Susan Mango uses expensive equipment for her research at the Huntsman Cancer Institute, but with the drop in the economy she said it can be difficult to find funding for research.
Now, thanks to a $500,000 award from the John D. and Catherine T. MacArthur Foundation, Mango will have additional funding coming in for the next five years.
Mango received notice last week that she was one of 25 researchers from across the nation to be named a MacArthur Foundation Fellow.
“I was basically sitting in my office doing some very mundane work and got this call out of the blue,” she said. “It’s kind of a funny award. You don’t apply for it. You don’t even know you’ve been nominated.”
Just last week, Mango coauthored a study published in the Current Biology Journal about increasing the life span of worms.
Brad Cairns, an oncological sciences professor at the U, teaches a class with Mango and said he thinks the U nominated her for the award.
“I think she was selected for the creative way she thinks about solving important problems in developmental biology,” Cairns said. “She is a totally deserving winner8212;I’m thrilled for her.”
Cairns said Mango’s work has answered three different questions in developmental biology that don’t usually connect.
Mango has worked on how the body makes an organ, how an organism’s metabolism and feeding affects aging and how an organism chooses the head and tail when an embryo is fertilized.

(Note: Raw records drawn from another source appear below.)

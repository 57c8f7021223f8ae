mod dto;
pub mod handlers;
pub mod repo;
pub mod repo_types;

use crate::state::AppState;
use axum::Router;

pub fn router() -> Router<AppState> {
    handlers::contact_routes()
}
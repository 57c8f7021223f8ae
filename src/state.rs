use std::sync::Arc;

use anyhow::Context;
use sqlx::{postgres::PgPoolOptions, PgPool};

use crate::{
    auth::repo::{PgUserRepo, UserRepo},
    config::AppConfig,
    contacts::repo::{ContactRepo, PgContactRepo},
    mail::{self, MailClient},
    storage::{LocalStorage, StorageClient},
};

/// URL prefix under which stored avatars are served.
pub const AVATAR_URL_PREFIX: &str = "avatars";

#[derive(Clone)]
pub struct AppState {
    pub config: Arc<AppConfig>,
    pub users: Arc<dyn UserRepo>,
    pub contacts: Arc<dyn ContactRepo>,
    pub mailer: Arc<dyn MailClient>,
    pub storage: Arc<dyn StorageClient>,
}

impl AppState {
    /// Connects to the database and wires the production adapters.
    pub async fn init(config: AppConfig) -> anyhow::Result<(Self, PgPool)> {
        let db = PgPoolOptions::new()
            .max_connections(config.db_max_connections)
            .connect(&config.database_url)
            .await
            .context("connect to database")?;

        let mailer: Arc<dyn MailClient> = Arc::from(mail::from_config(&config.mail)?);
        let storage = Arc::new(LocalStorage::new(
            &config.avatars.public_dir,
            AVATAR_URL_PREFIX,
        )) as Arc<dyn StorageClient>;

        let state = Self::from_parts(
            Arc::new(config),
            Arc::new(PgUserRepo::new(db.clone())),
            Arc::new(PgContactRepo::new(db.clone())),
            mailer,
            storage,
        );
        Ok((state, db))
    }

    pub fn from_parts(
        config: Arc<AppConfig>,
        users: Arc<dyn UserRepo>,
        contacts: Arc<dyn ContactRepo>,
        mailer: Arc<dyn MailClient>,
        storage: Arc<dyn StorageClient>,
    ) -> Self {
        Self {
            config,
            users,
            contacts,
            mailer,
            storage,
        }
    }
}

“It’s the location of where the sperm enters the egg,” Cairn said. “It turns out, the sperm carries a special protein that ends up initiating change.”
The MacArthur Foundation hands out the five-year $500,000 awards every year to men and women in various professions. This year’s list has an eclectic selection of winners, including a novelist, a musical instrument inventor and an urban farmer.

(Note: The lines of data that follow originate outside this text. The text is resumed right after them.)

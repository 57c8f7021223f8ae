//! Argon2 password hashing for stored credentials.
use argon2::{
    password_hash::{self, PasswordHash, PasswordHasher, PasswordVerifier, SaltString},
    Argon2,
};
use lazy_static::lazy_static;
use rand::rngs::OsRng;
use tracing::error;

lazy_static! {
    /// Checked in place of a real hash when no account matches the email.
    static ref DECOY_HASH: String = hash_password("decoy-credential").unwrap_or_default();
}

fn argon_failure(stage: &'static str) -> impl FnOnce(password_hash::Error) -> anyhow::Error {
    move |e| {
        error!(error = %e, stage, "argon2 failure");
        anyhow::anyhow!("argon2 {}: {}", stage, e)
    }
}

pub fn hash_password(plain: &str) -> anyhow::Result<String> {
    let salt = SaltString::generate(&mut OsRng);
    Argon2::default()
        .hash_password(plain.as_bytes(), &salt)
        .map(|h| h.to_string())
        .map_err(argon_failure("hash"))
}

/// `Ok(false)` on a mismatch; `Err` only when the stored hash is unusable.
pub fn verify_password(plain: &str, hash: &str) -> anyhow::Result<bool> {
    let parsed = PasswordHash::new(hash).map_err(argon_failure("parse"))?;
    match Argon2::default().verify_password(plain.as_bytes(), &parsed) {
        Ok(()) => Ok(true),
        Err(password_hash::Error::Password) => Ok(false),
        Err(e) => Err(argon_failure("verify")(e)),
    }
}

/// Spends one verification on the decoy hash; the outcome is discarded.
pub fn verify_decoy(plain: &str) {
    let _ = verify_password(plain, &DECOY_HASH);
}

“The MacArthur Fellows Program celebrates extraordinarily creative individuals who inspire new heights in human achievement,” said Jonathan Fanton, president of the MacArthur Foundation, in a statement.
Mango also runs the Developmental Biology Training program that provides funding for student researchers. The program receives funding from the National Institutes of Health and helps students attend lectures to further their education.
The first payment for the award comes in January. Mango said she’s excited to use it.
“I’m still a little speechless,” Mango said. “It’s really delightful. In part, people like your research, which you don’t hear about as much in science.”